• [RECORDS FOR THE EXERCISE]
# # # # #
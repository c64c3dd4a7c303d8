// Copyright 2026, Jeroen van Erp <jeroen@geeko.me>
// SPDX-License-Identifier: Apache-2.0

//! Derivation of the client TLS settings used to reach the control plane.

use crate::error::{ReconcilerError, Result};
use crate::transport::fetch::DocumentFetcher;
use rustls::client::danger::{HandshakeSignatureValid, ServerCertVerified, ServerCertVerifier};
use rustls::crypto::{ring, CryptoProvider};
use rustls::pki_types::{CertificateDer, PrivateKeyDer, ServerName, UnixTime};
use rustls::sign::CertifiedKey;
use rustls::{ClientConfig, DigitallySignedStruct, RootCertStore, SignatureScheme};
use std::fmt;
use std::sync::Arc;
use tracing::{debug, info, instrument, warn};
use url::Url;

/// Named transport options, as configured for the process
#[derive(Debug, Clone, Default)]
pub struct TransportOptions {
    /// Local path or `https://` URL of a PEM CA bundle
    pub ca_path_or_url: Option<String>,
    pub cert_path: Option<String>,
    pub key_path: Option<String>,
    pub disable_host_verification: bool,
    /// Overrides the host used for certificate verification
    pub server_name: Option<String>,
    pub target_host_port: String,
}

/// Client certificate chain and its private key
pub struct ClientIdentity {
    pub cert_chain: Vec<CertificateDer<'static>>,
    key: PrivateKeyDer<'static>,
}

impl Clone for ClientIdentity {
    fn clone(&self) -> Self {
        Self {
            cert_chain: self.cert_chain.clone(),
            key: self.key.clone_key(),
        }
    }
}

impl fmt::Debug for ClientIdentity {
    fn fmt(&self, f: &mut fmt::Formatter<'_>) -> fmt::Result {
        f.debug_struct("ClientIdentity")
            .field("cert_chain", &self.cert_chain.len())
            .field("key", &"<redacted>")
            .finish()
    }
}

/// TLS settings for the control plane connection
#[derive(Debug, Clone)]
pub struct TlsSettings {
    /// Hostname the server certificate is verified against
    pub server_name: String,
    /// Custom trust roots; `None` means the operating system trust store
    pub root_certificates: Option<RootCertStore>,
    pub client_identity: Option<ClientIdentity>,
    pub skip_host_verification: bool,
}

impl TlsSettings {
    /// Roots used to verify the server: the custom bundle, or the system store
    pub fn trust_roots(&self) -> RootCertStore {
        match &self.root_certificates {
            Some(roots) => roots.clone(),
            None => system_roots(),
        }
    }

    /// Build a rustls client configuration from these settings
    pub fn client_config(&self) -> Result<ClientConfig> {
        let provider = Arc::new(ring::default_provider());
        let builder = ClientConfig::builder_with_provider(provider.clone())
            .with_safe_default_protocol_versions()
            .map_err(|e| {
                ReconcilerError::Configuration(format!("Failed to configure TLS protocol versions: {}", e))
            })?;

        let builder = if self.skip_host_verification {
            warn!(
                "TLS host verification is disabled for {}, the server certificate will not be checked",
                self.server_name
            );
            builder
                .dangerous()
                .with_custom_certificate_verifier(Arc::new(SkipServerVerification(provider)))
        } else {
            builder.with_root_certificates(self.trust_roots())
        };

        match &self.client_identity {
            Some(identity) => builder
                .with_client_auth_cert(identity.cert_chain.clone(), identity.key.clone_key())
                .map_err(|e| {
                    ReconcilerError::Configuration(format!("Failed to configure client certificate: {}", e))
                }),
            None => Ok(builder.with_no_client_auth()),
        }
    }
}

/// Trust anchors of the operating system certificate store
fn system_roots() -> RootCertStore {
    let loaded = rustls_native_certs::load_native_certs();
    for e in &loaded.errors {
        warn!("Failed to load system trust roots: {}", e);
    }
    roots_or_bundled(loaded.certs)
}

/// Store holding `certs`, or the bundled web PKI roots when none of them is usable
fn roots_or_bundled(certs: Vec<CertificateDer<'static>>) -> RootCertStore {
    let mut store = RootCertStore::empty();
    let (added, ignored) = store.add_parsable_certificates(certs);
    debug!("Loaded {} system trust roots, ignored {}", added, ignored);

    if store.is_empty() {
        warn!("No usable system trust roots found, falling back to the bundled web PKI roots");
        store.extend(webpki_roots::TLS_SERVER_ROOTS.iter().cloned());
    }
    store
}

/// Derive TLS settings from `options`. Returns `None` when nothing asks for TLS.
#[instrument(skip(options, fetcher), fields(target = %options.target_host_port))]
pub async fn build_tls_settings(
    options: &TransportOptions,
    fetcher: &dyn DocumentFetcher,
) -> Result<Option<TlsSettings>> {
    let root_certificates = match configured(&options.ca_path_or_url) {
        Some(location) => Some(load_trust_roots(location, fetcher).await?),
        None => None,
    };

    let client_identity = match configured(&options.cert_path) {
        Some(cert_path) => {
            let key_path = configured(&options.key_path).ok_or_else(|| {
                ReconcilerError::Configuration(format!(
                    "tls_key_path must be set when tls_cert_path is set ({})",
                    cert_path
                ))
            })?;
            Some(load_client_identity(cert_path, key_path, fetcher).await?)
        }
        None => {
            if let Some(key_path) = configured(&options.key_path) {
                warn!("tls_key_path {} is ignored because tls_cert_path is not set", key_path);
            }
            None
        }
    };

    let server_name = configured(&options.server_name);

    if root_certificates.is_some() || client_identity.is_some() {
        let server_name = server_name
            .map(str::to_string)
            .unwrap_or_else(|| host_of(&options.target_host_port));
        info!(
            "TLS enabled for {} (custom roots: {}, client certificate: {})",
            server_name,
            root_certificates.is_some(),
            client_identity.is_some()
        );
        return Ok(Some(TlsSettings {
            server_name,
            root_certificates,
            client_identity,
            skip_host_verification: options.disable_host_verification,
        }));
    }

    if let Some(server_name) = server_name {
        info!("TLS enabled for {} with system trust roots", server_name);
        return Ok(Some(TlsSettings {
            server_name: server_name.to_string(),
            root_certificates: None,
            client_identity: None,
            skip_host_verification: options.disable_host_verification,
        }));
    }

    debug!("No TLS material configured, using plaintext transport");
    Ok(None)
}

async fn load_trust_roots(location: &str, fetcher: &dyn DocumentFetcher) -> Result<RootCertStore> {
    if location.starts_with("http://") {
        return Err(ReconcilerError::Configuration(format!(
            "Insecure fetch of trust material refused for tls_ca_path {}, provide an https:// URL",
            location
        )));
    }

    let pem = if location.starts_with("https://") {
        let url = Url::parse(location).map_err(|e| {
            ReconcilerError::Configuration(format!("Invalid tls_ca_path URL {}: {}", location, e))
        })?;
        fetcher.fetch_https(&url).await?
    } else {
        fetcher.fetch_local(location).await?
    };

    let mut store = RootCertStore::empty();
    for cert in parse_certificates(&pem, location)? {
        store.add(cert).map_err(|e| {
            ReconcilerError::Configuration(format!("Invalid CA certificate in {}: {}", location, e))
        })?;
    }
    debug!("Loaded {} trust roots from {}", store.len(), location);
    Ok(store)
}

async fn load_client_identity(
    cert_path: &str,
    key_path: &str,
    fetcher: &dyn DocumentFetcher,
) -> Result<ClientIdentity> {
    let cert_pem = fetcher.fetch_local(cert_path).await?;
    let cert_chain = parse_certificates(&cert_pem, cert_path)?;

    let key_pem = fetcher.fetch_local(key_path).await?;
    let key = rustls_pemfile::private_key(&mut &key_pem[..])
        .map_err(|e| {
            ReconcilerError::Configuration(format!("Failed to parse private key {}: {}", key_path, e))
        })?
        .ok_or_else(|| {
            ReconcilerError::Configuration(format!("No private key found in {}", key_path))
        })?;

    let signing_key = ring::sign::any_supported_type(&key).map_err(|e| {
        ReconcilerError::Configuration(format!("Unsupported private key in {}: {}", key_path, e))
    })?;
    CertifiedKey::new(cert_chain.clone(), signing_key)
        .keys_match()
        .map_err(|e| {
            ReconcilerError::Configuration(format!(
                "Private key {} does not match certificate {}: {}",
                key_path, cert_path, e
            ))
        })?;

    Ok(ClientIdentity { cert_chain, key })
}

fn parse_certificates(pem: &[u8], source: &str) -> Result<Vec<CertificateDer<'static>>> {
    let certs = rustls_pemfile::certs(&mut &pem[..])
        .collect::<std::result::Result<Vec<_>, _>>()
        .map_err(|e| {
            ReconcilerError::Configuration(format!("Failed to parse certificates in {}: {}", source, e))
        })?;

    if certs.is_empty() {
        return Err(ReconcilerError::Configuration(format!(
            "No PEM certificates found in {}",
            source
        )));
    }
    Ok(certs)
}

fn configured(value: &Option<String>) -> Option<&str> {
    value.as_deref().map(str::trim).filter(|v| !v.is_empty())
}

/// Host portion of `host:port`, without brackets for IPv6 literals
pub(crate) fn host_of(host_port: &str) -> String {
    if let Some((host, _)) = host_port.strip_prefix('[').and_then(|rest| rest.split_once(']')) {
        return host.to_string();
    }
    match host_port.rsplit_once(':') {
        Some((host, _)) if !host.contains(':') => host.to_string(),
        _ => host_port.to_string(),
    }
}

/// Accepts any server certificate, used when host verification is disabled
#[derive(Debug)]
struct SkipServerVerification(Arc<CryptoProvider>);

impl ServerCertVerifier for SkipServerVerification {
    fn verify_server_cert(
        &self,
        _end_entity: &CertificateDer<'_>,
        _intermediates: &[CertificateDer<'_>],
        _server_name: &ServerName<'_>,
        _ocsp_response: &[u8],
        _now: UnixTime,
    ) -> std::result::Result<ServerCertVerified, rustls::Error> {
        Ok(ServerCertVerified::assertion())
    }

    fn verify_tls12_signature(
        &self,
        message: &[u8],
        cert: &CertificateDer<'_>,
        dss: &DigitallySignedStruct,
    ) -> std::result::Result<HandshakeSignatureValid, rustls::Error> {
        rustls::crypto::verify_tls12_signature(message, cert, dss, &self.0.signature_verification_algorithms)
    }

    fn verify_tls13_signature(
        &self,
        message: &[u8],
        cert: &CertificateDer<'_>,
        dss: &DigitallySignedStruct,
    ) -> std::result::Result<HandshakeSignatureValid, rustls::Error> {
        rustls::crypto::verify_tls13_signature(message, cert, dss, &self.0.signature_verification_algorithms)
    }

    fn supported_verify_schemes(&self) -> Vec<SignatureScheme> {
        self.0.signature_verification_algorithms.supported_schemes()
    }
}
# # # # #
• [YOUR ASSIGNMENT]
Identify each line of the material where the word "CertifiedKey" shows up, and copy it.

• [REPLY TO THE TASK]
use rustls::sign::CertifiedKey;
    CertifiedKey::new(cert_chain.clone(), signing_key)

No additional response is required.